A square is one of the most important shapes in geometry because it combines the properties of a rectangle and a rhombus. It has four equal sides and four right angles, which makes it highly regular and easy to measure. Squares appear in grids, tiles, coordinate planes, architecture, and many physics diagrams.
Learning the square well builds a strong foundation for area, perimeter, symmetry, and the Pythagorean theorem.
The diagonal of a square connects opposite vertices and splits the square into two congruent right triangles. Because both legs of each triangle have length s, the diagonal length is found using d = s√2. A square also has strong symmetry, including four lines of symmetry and rotational symmetry every 90°.

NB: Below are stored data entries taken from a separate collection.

// ==========================================
// Procurement Engine - domain state types
// ==========================================
// Stored as SCREAMING_SNAKE_CASE strings, same as the serde form
// ==========================================

use serde::{Deserialize, Serialize};
use std::fmt;

// ==========================================
// Purchase order state
// ==========================================
// DRAFT -> APPROVED -> (INVOICE_LOADED) / RECEIVED -> VERIFIED -> PAYMENT_PENDING
#[derive(Debug, Clone, Copy, PartialEq, Eq, Hash, Serialize, Deserialize)]
#[serde(rename_all = "SCREAMING_SNAKE_CASE")]
pub enum OrderState {
    Draft,          // created from a provisioning proposal
    Approved,       // approved by the administrative area
    InvoiceLoaded,  // supplier uploaded the invoice XML
    Received,       // goods received at the warehouse
    Verified,       // receipt file verified by finance
    PaymentPending, // accounting entry approved, invoice released for payment
}

impl fmt::Display for OrderState {
    fn fmt(&self, f: &mut fmt::Formatter<'_>) -> fmt::Result {
        f.write_str(self.to_db_str())
    }
}

impl OrderState {
    /// Parse the stored form; `None` for anything unknown.
    pub fn from_str(s: &str) -> Option<Self> {
        match s.trim().to_uppercase().as_str() {
            "DRAFT" => Some(OrderState::Draft),
            "APPROVED" => Some(OrderState::Approved),
            "INVOICE_LOADED" => Some(OrderState::InvoiceLoaded),
            "RECEIVED" => Some(OrderState::Received),
            "VERIFIED" => Some(OrderState::Verified),
            "PAYMENT_PENDING" => Some(OrderState::PaymentPending),
            _ => None,
        }
    }

    pub fn to_db_str(&self) -> &'static str {
        match self {
            OrderState::Draft => "DRAFT",
            OrderState::Approved => "APPROVED",
            OrderState::InvoiceLoaded => "INVOICE_LOADED",
            OrderState::Received => "RECEIVED",
            OrderState::Verified => "VERIFIED",
            OrderState::PaymentPending => "PAYMENT_PENDING",
        }
    }

    /// PAYMENT_PENDING is the last state this system manages.
    pub fn is_terminal(&self) -> bool {
        matches!(self, OrderState::PaymentPending)
    }

    /// States in which the supplier still owes a delivery.
    pub fn awaiting_delivery(&self) -> bool {
        matches!(self, OrderState::Approved | OrderState::InvoiceLoaded)
    }
}

// ==========================================
// Consolidated requirement state
// ==========================================
#[derive(Debug, Clone, Copy, PartialEq, Eq, Hash, Serialize, Deserialize)]
#[serde(rename_all = "SCREAMING_SNAKE_CASE")]
pub enum RequirementState {
    Pending,   // generated, waiting for warehouse dispatch
    Fulfilled, // dispatched, consumed quantities already booked
}

impl fmt::Display for RequirementState {
    fn fmt(&self, f: &mut fmt::Formatter<'_>) -> fmt::Result {
        f.write_str(self.to_db_str())
    }
}

impl RequirementState {
    pub fn from_str(s: &str) -> Option<Self> {
        match s.trim().to_uppercase().as_str() {
            "PENDING" => Some(RequirementState::Pending),
            "FULFILLED" => Some(RequirementState::Fulfilled),
            _ => None,
        }
    }

    pub fn to_db_str(&self) -> &'static str {
        match self {
            RequirementState::Pending => "PENDING",
            RequirementState::Fulfilled => "FULFILLED",
        }
    }
}

#[cfg(test)]
mod tests {
    use super::*;

    #[test]
    fn test_order_state_db_roundtrip() {
        for state in [
            OrderState::Draft,
            OrderState::Approved,
            OrderState::InvoiceLoaded,
            OrderState::Received,
            OrderState::Verified,
            OrderState::PaymentPending,
        ] {
            assert_eq!(OrderState::from_str(state.to_db_str()), Some(state));
        }
        assert_eq!(OrderState::from_str("approved"), Some(OrderState::Approved));
        assert_eq!(OrderState::from_str("BORRADOR"), None);
    }

    #[test]
    fn test_order_state_serde_matches_db_form() {
        let json = serde_json::to_string(&OrderState::InvoiceLoaded).unwrap();
        assert_eq!(json, "\"INVOICE_LOADED\"");
        assert_eq!(OrderState::PaymentPending.to_string(), "PAYMENT_PENDING");
    }

    #[test]
    fn test_awaiting_delivery() {
        assert!(OrderState::Approved.awaiting_delivery());
        assert!(OrderState::InvoiceLoaded.awaiting_delivery());
        assert!(!OrderState::Draft.awaiting_delivery());
        assert!(!OrderState::Received.awaiting_delivery());
    }

    #[test]
    fn test_requirement_state_parse() {
        assert_eq!(RequirementState::from_str("PENDING"), Some(RequirementState::Pending));
        assert_eq!(RequirementState::from_str("FULFILLED"), Some(RequirementState::Fulfilled));
        assert_eq!(RequirementState::from_str("PREVIA"), None);
    }
}
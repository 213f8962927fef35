// ==========================================
// Procurement Engine - command line entry
// ==========================================
// Usage: procurement-engine [DB_PATH] [--seed]
// Opens (or creates) the database and prints a short status report.
// ==========================================

use std::process::ExitCode;

use procurement_engine::app::{get_default_db_path, seed_demo_data, AppState};
use procurement_engine::{logging, ApiResult, APP_NAME, VERSION};

fn main() -> ExitCode {
    logging::init();

    match run() {
        Ok(()) => ExitCode::SUCCESS,
        Err(e) => {
            tracing::error!(error = %e, "startup failed");
            ExitCode::FAILURE
        }
    }
}

fn run() -> ApiResult<()> {
    let mut seed = false;
    let mut db_path = None;
    for arg in std::env::args().skip(1) {
        if arg == "--seed" {
            seed = true;
        } else {
            db_path = Some(arg);
        }
    }
    let db_path = db_path.unwrap_or_else(get_default_db_path);

    tracing::info!(version = VERSION, "{}", APP_NAME);
    let state = AppState::new(db_path)?;

    if seed {
        let summary = seed_demo_data(&state)?;
        println!(
            "seeded: {} roles, {} users, {} suppliers, {} contract items",
            summary.roles, summary.users, summary.suppliers, summary.contract_items
        );
    }

    let contracts = state.contract_api.list_contracts()?;
    let pending = state.contract_api.list_orders_pending_approval()?;
    let stock = state.warehouse_api.stock_status()?;

    println!("database:          {}", state.db_path);
    println!("contracts:         {}", contracts.len());
    println!("orders to approve: {}", pending.len());
    for item in stock {
        println!(
            "  {:<8} {:<30} {:>7} / {:>7} {}",
            item.item_key, item.description, item.consumed_quantity, item.max_quantity, item.unit
        );
    }
    Ok(())
}
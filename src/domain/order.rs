// ==========================================
// Procurement Engine - purchase orders and their follow-ups
// ==========================================
// PurchaseOrder 1:1 WarehouseReceipt 1:1 AccountingEntry
// Links are plain ids; every traversal is an explicit repository fetch
// ==========================================

use chrono::{NaiveDate, NaiveDateTime};
use serde::{Deserialize, Serialize};

use crate::domain::types::OrderState;

#[derive(Debug, Clone, PartialEq, Serialize, Deserialize)]
pub struct PurchaseOrder {
    pub id: i64,
    pub contract_id: i64,
    pub scheduled_delivery: NaiveDate,
    pub state: OrderState,
}

/// Warehouse receipt (R.B.), created once when the goods arrive.
#[derive(Debug, Clone, PartialEq, Serialize, Deserialize)]
pub struct WarehouseReceipt {
    pub id: i64,
    pub folio: String,                // RB-<YYYYMMDDHHMMSS>-<orderId>
    pub purchase_order_id: i64,
    pub received_at: NaiveDateTime,   // UTC
    pub invoice_path: Option<String>, // opaque, stored verbatim
    pub receiver_id: Option<i64>,
}

/// Government-accounting posting for one receipt.
#[derive(Debug, Clone, PartialEq, Serialize, Deserialize)]
pub struct AccountingEntry {
    pub id: i64,
    pub warehouse_receipt_id: Option<i64>,
    pub ledger_line: String,
    pub accountant_id: Option<i64>,
    pub posted_at: NaiveDateTime, // UTC
}

/// Provisioning proposal: one DRAFT order per entry.
#[derive(Debug, Clone, PartialEq, Serialize, Deserialize)]
pub struct OrderProposal {
    pub contract_id: i64,
    pub scheduled_delivery: NaiveDate,
}
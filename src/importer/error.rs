// ==========================================
// Procurement Engine - catalog import errors
// ==========================================

use thiserror::Error;

#[derive(Error, Debug)]
pub enum ImportError {
    // ===== File errors =====
    #[error("file not found: {0}")]
    FileNotFound(String),

    #[error("unsupported file format: {0} (only .xlsx/.xls/.csv)")]
    UnsupportedFormat(String),

    #[error("file read failed: {0}")]
    FileReadError(String),

    #[error("Excel parse failed: {0}")]
    ExcelParseError(String),

    #[error("CSV parse failed: {0}")]
    CsvParseError(String),

    // ===== Row errors =====
    #[error("missing column(s): {0}")]
    MissingColumns(String),

    #[error("row {row}: required field '{field}' is empty")]
    RequiredFieldMissing { row: usize, field: String },

    #[error("row {row}, field {field}: {message}")]
    TypeConversionError {
        row: usize,
        field: String,
        message: String,
    },

    #[error("row {row}: duplicate item key '{item_key}'")]
    DuplicateKey { row: usize, item_key: String },

    #[error("file has no data rows")]
    Empty,
}

impl From<std::io::Error> for ImportError {
    fn from(err: std::io::Error) -> Self {
        ImportError::FileReadError(err.to_string())
    }
}

impl From<csv::Error> for ImportError {
    fn from(err: csv::Error) -> Self {
        ImportError::CsvParseError(err.to_string())
    }
}

impl From<calamine::Error> for ImportError {
    fn from(err: calamine::Error) -> Self {
        ImportError::ExcelParseError(err.to_string())
    }
}

pub type ImportResult<T> = Result<T, ImportError>;
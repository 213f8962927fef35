// ==========================================
// Purchase order lifecycle, end to end
// ==========================================
// DRAFT -> APPROVED -> RECEIVED -> VERIFIED -> PAYMENT_PENDING
// through the actor APIs, one unit of work per call
// ==========================================


mod helpers;

#[cfg(test)]
mod order_lifecycle_e2e_test {
    use std::sync::Arc;

    use procurement_engine::api::{ApiError, FinanceApi, LegalApi, ReceiptPayload};
    use procurement_engine::domain::{OrderProposal, OrderState};
    use regex::Regex;

    use crate::helpers::mock_config::MockConfig;
    use crate::test_helpers::{d, dt, setup_env, TestEnv};

    fn propose_one(env: &TestEnv, scheduled: chrono::NaiveDate) -> i64 {
        let orders = env
            .state
            .warehouse_api
            .propose_orders(&[OrderProposal {
                contract_id: env.contract_id,
                scheduled_delivery: scheduled,
            }])
            .unwrap();
        assert_eq!(orders.len(), 1);
        assert_eq!(orders[0].state, OrderState::Draft);
        orders[0].id
    }

    fn receipt(order_id: i64) -> ReceiptPayload {
        ReceiptPayload {
            order_id,
            invoice_path: Some("/facturas/F-001.xml".to_string()),
            receiver_id: None,
        }
    }

    #[test]
    fn test_full_lifecycle() {
        let env = setup_env();
        let state = &env.state;

        let order_id = propose_one(&env, d(2025, 1, 10));
        let pending = state.contract_api.list_orders_pending_approval().unwrap();
        assert_eq!(pending.iter().map(|o| o.id).collect::<Vec<_>>(), vec![order_id]);

        let approved = state.contract_api.approve_order(order_id).unwrap();
        assert_eq!(approved.state, OrderState::Approved);
        assert!(state.contract_api.list_orders_pending_approval().unwrap().is_empty());

        let view = state
            .warehouse_api
            .register_receipt_at(&receipt(order_id), dt(2025, 1, 15, 10, 30, 0))
            .unwrap();
        assert_eq!(view.folio, format!("RB-20250115103000-{}", order_id));

        let queue = state.finance_api.pending_verification().unwrap();
        assert_eq!(queue.len(), 1);
        assert_eq!(queue[0].receipt_id, view.id);
        assert_eq!(queue[0].bid_code, "LPL 01-2025");
        assert_eq!(queue[0].supplier_tax_id, "DVS880101ABC");

        assert_eq!(
            state.finance_api.verify_receipt(view.id).unwrap(),
            OrderState::Verified
        );
        assert!(state.finance_api.pending_verification().unwrap().is_empty());

        let entry = state
            .finance_api
            .post_accounting_entry_at(view.id, None, dt(2025, 1, 20, 9, 0, 0))
            .unwrap();
        assert_eq!(
            entry.ledger_line,
            format!(
                "POLIZA-DEVENGO-2025-CARGO:6151-Inventario/{};ABONO:2112-Cuentas por Pagar a Corto Plazo/DVS880101ABC",
                view.folio
            )
        );
        assert_eq!(entry.folio.as_deref(), Some(view.folio.as_str()));

        let postings = state.finance_api.pending_postings().unwrap();
        assert_eq!(postings.len(), 1);

        assert_eq!(
            state.finance_api.approve_posting(entry.id).unwrap(),
            OrderState::PaymentPending
        );
        assert!(state.finance_api.pending_postings().unwrap().is_empty());
    }

    #[test]
    fn test_folio_format() {
        let env = setup_env();
        let order_id = propose_one(&env, d(2025, 2, 1));
        env.state.contract_api.approve_order(order_id).unwrap();

        let view = env.state.warehouse_api.register_receipt(&receipt(order_id)).unwrap();
        let re = Regex::new(r"^RB-\d{14}-(\d+)$").unwrap();
        let caps = re.captures(&view.folio).unwrap();
        assert_eq!(caps[1].parse::<i64>().unwrap(), order_id);
    }

    #[test]
    fn test_out_of_order_transitions_rejected() {
        let env = setup_env();
        let state = &env.state;
        let order_id = propose_one(&env, d(2025, 1, 10));

        // Receiving a DRAFT order
        let err = state
            .warehouse_api
            .register_receipt_at(&receipt(order_id), dt(2025, 1, 10, 8, 0, 0))
            .unwrap_err();
        match err {
            ApiError::InvalidStateTransition { expected, actual, .. } => {
                assert_eq!(expected, "APPROVED");
                assert_eq!(actual, "DRAFT");
            }
            other => panic!("expected InvalidStateTransition, got {:?}", other),
        }

        state.contract_api.approve_order(order_id).unwrap();
        let err = state.contract_api.approve_order(order_id).unwrap_err();
        assert!(matches!(err, ApiError::InvalidStateTransition { .. }));

        let view = state
            .warehouse_api
            .register_receipt_at(&receipt(order_id), dt(2025, 1, 10, 8, 0, 0))
            .unwrap();

        // Posting before verification
        let err = state
            .finance_api
            .post_accounting_entry_at(view.id, None, dt(2025, 1, 11, 8, 0, 0))
            .unwrap_err();
        assert!(matches!(err, ApiError::InvalidStateTransition { .. }));

        state.finance_api.verify_receipt(view.id).unwrap();
        let err = state.finance_api.verify_receipt(view.id).unwrap_err();
        assert!(matches!(err, ApiError::InvalidStateTransition { .. }));

        let entry = state
            .finance_api
            .post_accounting_entry_at(view.id, None, dt(2025, 1, 11, 8, 0, 0))
            .unwrap();
        let err = state
            .finance_api
            .post_accounting_entry_at(view.id, None, dt(2025, 1, 11, 9, 0, 0))
            .unwrap_err();
        assert!(matches!(err, ApiError::DuplicateEntry(_)));

        state.finance_api.approve_posting(entry.id).unwrap();
        let err = state.finance_api.approve_posting(entry.id).unwrap_err();
        assert!(matches!(err, ApiError::InvalidStateTransition { .. }));
    }

    #[test]
    fn test_propose_orders_is_all_or_nothing() {
        let env = setup_env();
        let err = env
            .state
            .warehouse_api
            .propose_orders(&[
                OrderProposal {
                    contract_id: env.contract_id,
                    scheduled_delivery: d(2025, 3, 1),
                },
                OrderProposal {
                    contract_id: 9999,
                    scheduled_delivery: d(2025, 3, 1),
                },
            ])
            .unwrap_err();
        assert!(matches!(err, ApiError::NotFound(_)));
        assert!(env
            .state
            .contract_api
            .list_orders_pending_approval()
            .unwrap()
            .is_empty());

        let err = env.state.warehouse_api.propose_orders(&[]).unwrap_err();
        assert!(matches!(err, ApiError::InvalidInput(_)));
    }

    #[test]
    fn test_supplier_portal_permissions() {
        let env = setup_env();
        let state = &env.state;
        let order_id = propose_one(&env, d(2025, 1, 10));

        // Invoice on a DRAFT order: ownership is checked before state
        let err = state
            .supplier_api
            .load_invoice(order_id, env.other_supplier_id, "<cfdi/>")
            .unwrap_err();
        assert!(matches!(err, ApiError::PermissionDenied(_)));

        let err = state
            .supplier_api
            .load_invoice(order_id, env.supplier_id, "<cfdi/>")
            .unwrap_err();
        assert!(matches!(err, ApiError::InvalidStateTransition { .. }));

        state.contract_api.approve_order(order_id).unwrap();

        let mine = state.supplier_api.pending_orders(env.supplier_id).unwrap();
        assert_eq!(mine.len(), 1);
        assert_eq!(mine[0].bid_code, "LPL 01-2025");
        assert!(state
            .supplier_api
            .pending_orders(env.other_supplier_id)
            .unwrap()
            .is_empty());

        let err = state
            .supplier_api
            .load_invoice(order_id, env.supplier_id, "factura")
            .unwrap_err();
        assert!(matches!(err, ApiError::ValidationError(_)));

        assert_eq!(
            state
                .supplier_api
                .load_invoice(order_id, env.supplier_id, "<cfdi:Comprobante/>")
                .unwrap(),
            OrderState::InvoiceLoaded
        );
        // Still awaiting delivery from the supplier's point of view
        assert_eq!(state.supplier_api.pending_orders(env.supplier_id).unwrap().len(), 1);
    }

    #[test]
    fn test_delivery_status_by_folio() {
        let env = setup_env();
        let state = &env.state;
        let order_id = propose_one(&env, d(2025, 1, 10));
        state.contract_api.approve_order(order_id).unwrap();
        let view = state
            .warehouse_api
            .register_receipt_at(&receipt(order_id), dt(2025, 1, 12, 12, 0, 0))
            .unwrap();

        let status = state
            .supplier_api
            .delivery_status(&view.folio, env.supplier_id)
            .unwrap();
        assert_eq!(status.order_state, OrderState::Received);
        assert_eq!(status.received_at, dt(2025, 1, 12, 12, 0, 0));

        let err = state
            .supplier_api
            .delivery_status(&view.folio, env.other_supplier_id)
            .unwrap_err();
        assert!(matches!(err, ApiError::PermissionDenied(_)));

        let err = state
            .supplier_api
            .delivery_status("RB-00000000000000-0", env.supplier_id)
            .unwrap_err();
        assert!(matches!(err, ApiError::NotFound(_)));

        let err = state.supplier_api.pending_orders(9999).unwrap_err();
        assert!(matches!(err, ApiError::NotFound(_)));
    }

    #[test]
    fn test_late_penalty() {
        let env = setup_env();
        let state = &env.state;
        let order_id = propose_one(&env, d(2025, 1, 10));

        let err = state.legal_api.calculate_late_penalty(order_id).unwrap_err();
        assert!(matches!(err, ApiError::InvalidStateTransition { .. }));

        state.contract_api.approve_order(order_id).unwrap();
        state
            .warehouse_api
            .register_receipt_at(&receipt(order_id), dt(2025, 1, 15, 18, 0, 0))
            .unwrap();

        let penalty = state.legal_api.calculate_late_penalty(order_id).unwrap();
        assert_eq!(penalty.days_late, 5);
        assert!((penalty.amount - 750.0).abs() < 1e-9);
        assert_eq!(penalty.detail, "5 days late * $150.00/day");

        let legal = LegalApi::new(state.uow_factory.clone(), Arc::new(MockConfig::with_rate(200.0)));
        let penalty = legal.calculate_late_penalty(order_id).unwrap();
        assert!((penalty.amount - 1000.0).abs() < 1e-9);

        let err = legal.calculate_late_penalty(9999).unwrap_err();
        assert!(matches!(err, ApiError::NotFound(_)));
    }

    #[test]
    fn test_on_time_delivery_has_no_penalty() {
        let env = setup_env();
        let order_id = propose_one(&env, d(2025, 1, 10));
        env.state.contract_api.approve_order(order_id).unwrap();
        env.state
            .warehouse_api
            .register_receipt_at(&receipt(order_id), dt(2025, 1, 8, 7, 0, 0))
            .unwrap();

        let penalty = env.state.legal_api.calculate_late_penalty(order_id).unwrap();
        assert_eq!(penalty.days_late, 0);
        assert_eq!(penalty.amount, 0.0);
        assert_eq!(penalty.detail, "delivered on time or early");
    }

    #[test]
    fn test_ledger_accounts_come_from_config() {
        let env = setup_env();
        let state = &env.state;
        let order_id = propose_one(&env, d(2025, 1, 10));
        state.contract_api.approve_order(order_id).unwrap();
        let view = state
            .warehouse_api
            .register_receipt_at(&receipt(order_id), dt(2025, 1, 10, 8, 0, 0))
            .unwrap();
        state.finance_api.verify_receipt(view.id).unwrap();

        let config = MockConfig {
            debit_account: "5101-Viveres".to_string(),
            credit_account: "2111-Proveedores".to_string(),
            ..MockConfig::default()
        };
        let finance = FinanceApi::new(state.uow_factory.clone(), Arc::new(config));
        let err = finance
            .post_accounting_entry_at(view.id, Some(1), dt(2026, 1, 2, 9, 0, 0))
            .unwrap_err();
        // no user 1 in this database
        assert!(matches!(err, ApiError::BusinessRuleViolation(_)));

        let entry = finance
            .post_accounting_entry_at(view.id, None, dt(2026, 1, 2, 9, 0, 0))
            .unwrap();
        assert!(entry.ledger_line.starts_with("POLIZA-DEVENGO-2026-CARGO:5101-Viveres/"));
        assert!(entry.ledger_line.ends_with(";ABONO:2111-Proveedores/DVS880101ABC"));
    }
}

These properties make squares useful for solving problems involving distance, transformations, design, and measurement.
Key Facts
- All four sides of a square are equal: AB = BC = CD = DA = s.
- All four interior angles are right angles: 90° each.
- Perimeter of a square: P = 4s.
- Area of a square: A = s^2.
- Diagonal of a square: d = s√2.
- The diagonals of a square are equal, bisect each other, are perpendicular, and bisect the angles.
Vocabulary
- Square
- A square is a quadrilateral with four equal sides and four right angles.
- Side length
- The side length is the distance along one edge of the square, usually represented by s.
- Diagonal
- A diagonal is a line segment connecting two opposite vertices of a polygon.
- Line of symmetry
- A line of symmetry divides a shape into two matching mirror-image halves.
- Rotational symmetry
- Rotational symmetry means a shape matches itself after being turned around its center by certain angles.
Common Mistakes to Avoid
- Using A = 4s for area is wrong because 4s gives the perimeter, not the space inside the square.
- Using d = 2s for the diagonal is wrong because the diagonal is found with the Pythagorean theorem, so d = s√2.
- Forgetting that all angles are 90° is wrong because a four-sided shape with equal sides is not always a square unless the angles are right angles.
- Counting only two lines of symmetry is wrong because a square has four lines of symmetry: two through midpoints of opposite sides and two along the diagonals.
Practice Questions
- 1 A square has side length 7 cm. Find its perimeter and area.
- 2 A square has side length 10 m. Find the exact length of its diagonal and give a decimal approximation using √2 ≈ 1.414.
- 3 Explain why every square is a rectangle and a rhombus, but not every rectangle or rhombus is a square.